Exercise instructions = Which of the lines below holds the string "crate"? Copy every line that does.

Task inputs =
//! Interface declaration scanning.

use remap_ir::{PropertyDescriptor, SchemaEntity};

use crate::Visibility;

pub(crate) fn is_ident_char(c: char) -> bool {
    c.is_alphanumeric() || c == '_' || c == '$'
}

/// Scan a comment-stripped source for interface declarations.
pub(crate) fn scan_interfaces(src: &str, visibility: Visibility) -> Vec<SchemaEntity> {
    let mut entities = Vec::new();
    let mut search = 0;

    while let Some(rel) = src[search..].find("interface") {
        let at = search + rel;
        let end = at + "interface".len();
        search = end;

        let before_ok = src[..at]
            .chars()
            .next_back()
            .is_none_or(|c| !is_ident_char(c));
        let after_ok = src[end..].chars().next().is_some_and(char::is_whitespace);
        if !before_ok || !after_ok {
            continue;
        }
        if visibility == Visibility::ExportedOnly && !preceded_by_export(src, at) {
            continue;
        }

        let ws = src[end..].len() - src[end..].trim_start().len();
        let name_start = end + ws;
        let name: String = src[name_start..]
            .chars()
            .take_while(|&c| is_ident_char(c))
            .collect();
        if name.is_empty() {
            continue;
        }

        let mut pos = name_start + name.len();
        pos = skip_type_params(src, pos);
        let Some(open_rel) = src[pos..].find('{') else {
            continue;
        };
        let open = pos + open_rel;
        let Some(close) = matching_brace(src, open) else {
            continue;
        };

        let mut entity = SchemaEntity::new(name);
        for member in split_members(&src[open + 1..close]) {
            if let Some((prop_name, descriptor)) = parse_member(&member) {
                entity.props.insert(prop_name, descriptor);
            }
        }
        entities.push(entity);
        search = close + 1;
    }
    entities
}

/// Whether the token immediately before `at` is the `export` keyword.
fn preceded_by_export(src: &str, at: usize) -> bool {
    let prefix = src[..at].trim_end();
    prefix.ends_with("export")
        && prefix[..prefix.len() - "export".len()]
            .chars()
            .next_back()
            .is_none_or(|c| !is_ident_char(c))
}

/// Skip a `<...>` type parameter list starting at the next non-whitespace
/// character, if present.
fn skip_type_params(src: &str, pos: usize) -> usize {
    let ws = src[pos..].len() - src[pos..].trim_start().len();
    let start = pos + ws;
    if !src[start..].starts_with('<') {
        return pos;
    }
    let mut depth = 0i32;
    for (i, c) in src[start..].char_indices() {
        match c {
            '<' => depth += 1,
            '>' => {
                depth -= 1;
                if depth == 0 {
                    return start + i + 1;
                }
            }
            _ => {}
        }
    }
    pos
}

/// Index of the `}` matching the `{` at `open`, quote-aware.
fn matching_brace(src: &str, open: usize) -> Option<usize> {
    let mut depth = 0i32;
    let mut quote: Option<char> = None;
    let mut escaped = false;
    for (i, c) in src[open..].char_indices() {
        if let Some(q) = quote {
            if escaped {
                escaped = false;
            } else if c == '\\' {
                escaped = true;
            } else if c == q {
                quote = None;
            }
            continue;
        }
        match c {
            '\'' | '"' | '`' => quote = Some(c),
            '{' => depth += 1,
            '}' => {
                depth -= 1;
                if depth == 0 {
                    return Some(open + i);
                }
            }
            _ => {}
        }
    }
    None
}

/// Split an interface body into member fragments.
///
/// Members separate on `;`, `,`, or a newline at nesting depth zero. A
/// fragment that begins or ends mid-union (or ends on its `:`) continues the
/// previous one, so wrapped union types stay intact.
fn split_members(body: &str) -> Vec<String> {
    let mut fragments: Vec<String> = Vec::new();
    let mut current = String::new();
    let mut depth = 0i32;
    let mut quote: Option<char> = None;
    let mut escaped = false;
    let mut prev = ' ';

    for c in body.chars() {
        if let Some(q) = quote {
            current.push(c);
            if escaped {
                escaped = false;
            } else if c == '\\' {
                escaped = true;
            } else if c == q {
                quote = None;
            }
            prev = c;
            continue;
        }
        match c {
            '\'' | '"' | '`' => {
                quote = Some(c);
                current.push(c);
            }
            '{' | '[' | '(' | '<' => {
                depth += 1;
                current.push(c);
            }
            '}' | ']' | ')' => {
                depth -= 1;
                current.push(c);
            }
            // `=>` is an arrow, not a closing angle bracket
            '>' if prev != '=' => {
                depth -= 1;
                current.push(c);
            }
            ';' | ',' | '\n' if depth == 0 => {
                fragments.push(std::mem::take(&mut current));
            }
            _ => current.push(c),
        }
        prev = c;
    }
    fragments.push(current);

    let mut members: Vec<String> = Vec::new();
    for fragment in fragments {
        let fragment = fragment.trim().to_string();
        if fragment.is_empty() {
            continue;
        }
        let continues = fragment.starts_with('|')
            || fragment.starts_with('&')
            || members
                .last()
                .is_some_and(|p| p.ends_with('|') || p.ends_with('&') || p.ends_with(':'));
        match members.last_mut() {
            Some(last) if continues => {
                last.push(' ');
                last.push_str(&fragment);
            }
            _ => members.push(fragment),
        }
    }
    members
}

/// Parse one property signature, `name?: type`.
///
/// Only property signatures participate in mapping; methods and index
/// signatures are skipped.
fn parse_member(member: &str) -> Option<(String, PropertyDescriptor)> {
    let member = member.trim();
    let member = member.strip_prefix("readonly ").unwrap_or(member).trim_start();

    let colon = member.find(':')?;
    let (left, right) = member.split_at(colon);
    let ty_text = right[1..].trim();

    let mut name = left.trim();
    let optional = name.ends_with('?');
    if optional {
        name = name[..name.len() - 1].trim_end();
    }
    let name = name.trim_matches(|c| c == '"' || c == '\'');
    if name.is_empty() || !name.chars().all(is_ident_char) || ty_text.is_empty() {
        return None;
    }

    let ty = ty_text.split_whitespace().collect::<Vec<_>>().join(" ");
    Some((name.to_string(), PropertyDescriptor::new(ty, optional)))
}

#[cfg(test)]
mod tests {
    use super::*;

    #[test]
    fn test_scans_exported_interface() {
        let entities = scan_interfaces(
            "export interface User {\n  id: number\n  name: string\n}\n",
            Visibility::ExportedOnly,
        );
        assert_eq!(entities.len(), 1);
        assert_eq!(entities[0].name, "User");
        assert_eq!(
            entities[0].prop("id"),
            Some(&PropertyDescriptor::new("number", false))
        );
        assert_eq!(
            entities[0].prop("name"),
            Some(&PropertyDescriptor::new("string", false))
        );
    }

    #[test]
    fn test_exported_only_skips_private_declarations() {
        let src = "interface Hidden { a: string }\nexport interface Shown { a: string }\n";
        let exported = scan_interfaces(src, Visibility::ExportedOnly);
        assert_eq!(exported.len(), 1);
        assert_eq!(exported[0].name, "Shown");

        let all = scan_interfaces(src, Visibility::All);
        assert_eq!(all.len(), 2);
        assert_eq!(all[0].name, "Hidden");
    }

    #[test]
    fn test_optional_marker() {
        let entities = scan_interfaces(
            "export interface User { email?: string }",
            Visibility::ExportedOnly,
        );
        assert_eq!(
            entities[0].prop("email"),
            Some(&PropertyDescriptor::new("string", true))
        );
    }

    #[test]
    fn test_union_types_kept_as_written() {
        let entities = scan_interfaces(
            "export interface User { nickname: string | null }",
            Visibility::ExportedOnly,
        );
        assert_eq!(
            entities[0].prop("nickname"),
            Some(&PropertyDescriptor::new("string | null", false))
        );
    }

    #[test]
    fn test_wrapped_union_merges_across_lines() {
        let entities = scan_interfaces(
            "export interface User {\n  role: 'admin' |\n    'member'\n}",
            Visibility::ExportedOnly,
        );
        assert_eq!(
            entities[0].prop("role"),
            Some(&PropertyDescriptor::new("'admin' | 'member'", false))
        );
    }

    #[test]
    fn test_semicolon_and_comma_separators() {
        let entities = scan_interfaces(
            "export interface P { a: string; b: number, c: boolean }",
            Visibility::ExportedOnly,
        );
        assert_eq!(entities[0].props.len(), 3);
    }

    #[test]
    fn test_generic_property_types_do_not_split() {
        let entities = scan_interfaces(
            "export interface P { pairs: Map<string, number>; next: string }",
            Visibility::ExportedOnly,
        );
        assert_eq!(
            entities[0].prop("pairs"),
            Some(&PropertyDescriptor::new("Map<string, number>", false))
        );
        assert!(entities[0].prop("next").is_some());
    }

    #[test]
    fn test_function_valued_property_survives_arrow() {
        let entities = scan_interfaces(
            "export interface P { cb: (x: number) => void\n  after: string }",
            Visibility::ExportedOnly,
        );
        assert_eq!(
            entities[0].prop("cb"),
            Some(&PropertyDescriptor::new("(x: number) => void", false))
        );
        assert!(entities[0].prop("after").is_some());
    }

    #[test]
    fn test_methods_and_index_signatures_skipped() {
        let entities = scan_interfaces(
            "export interface P { format(): string; [key: string]: unknown; kept: number }",
            Visibility::ExportedOnly,
        );
        let names: Vec<&str> = entities[0].props.keys().map(String::as_str).collect();
        assert_eq!(names, vec!["kept"]);
    }

    #[test]
    fn test_readonly_modifier_stripped() {
        let entities = scan_interfaces(
            "export interface P { readonly id: number }",
            Visibility::ExportedOnly,
        );
        assert_eq!(
            entities[0].prop("id"),
            Some(&PropertyDescriptor::new("number", false))
        );
    }

    #[test]
    fn test_type_parameters_skipped() {
        let entities = scan_interfaces(
            "export interface Box<T extends object> { value: string }",
            Visibility::ExportedOnly,
        );
        assert_eq!(entities[0].name, "Box");
        assert!(entities[0].prop("value").is_some());
    }

    #[test]
    fn test_multiple_interfaces_in_declaration_order() {
        let entities = scan_interfaces(
            "export interface A { x: string }\nexport interface B { y: number }",
            Visibility::ExportedOnly,
        );
        let names: Vec<&str> = entities.iter().map(|e| e.name.as_str()).collect();
        assert_eq!(names, vec!["A", "B"]);
    }

    #[test]
    fn test_interface_substring_identifier_not_matched() {
        let entities = scan_interfaces(
            "const preinterface = 1\nexport interface Real { a: string }",
            Visibility::ExportedOnly,
        );
        assert_eq!(entities.len(), 1);
        assert_eq!(entities[0].name, "Real");
    }
}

Result of the task =
use crate::Visibility;
pub(crate) fn is_ident_char(c: char) -> bool {
pub(crate) fn scan_interfaces(src: &str, visibility: Visibility) -> Vec<SchemaEntity> {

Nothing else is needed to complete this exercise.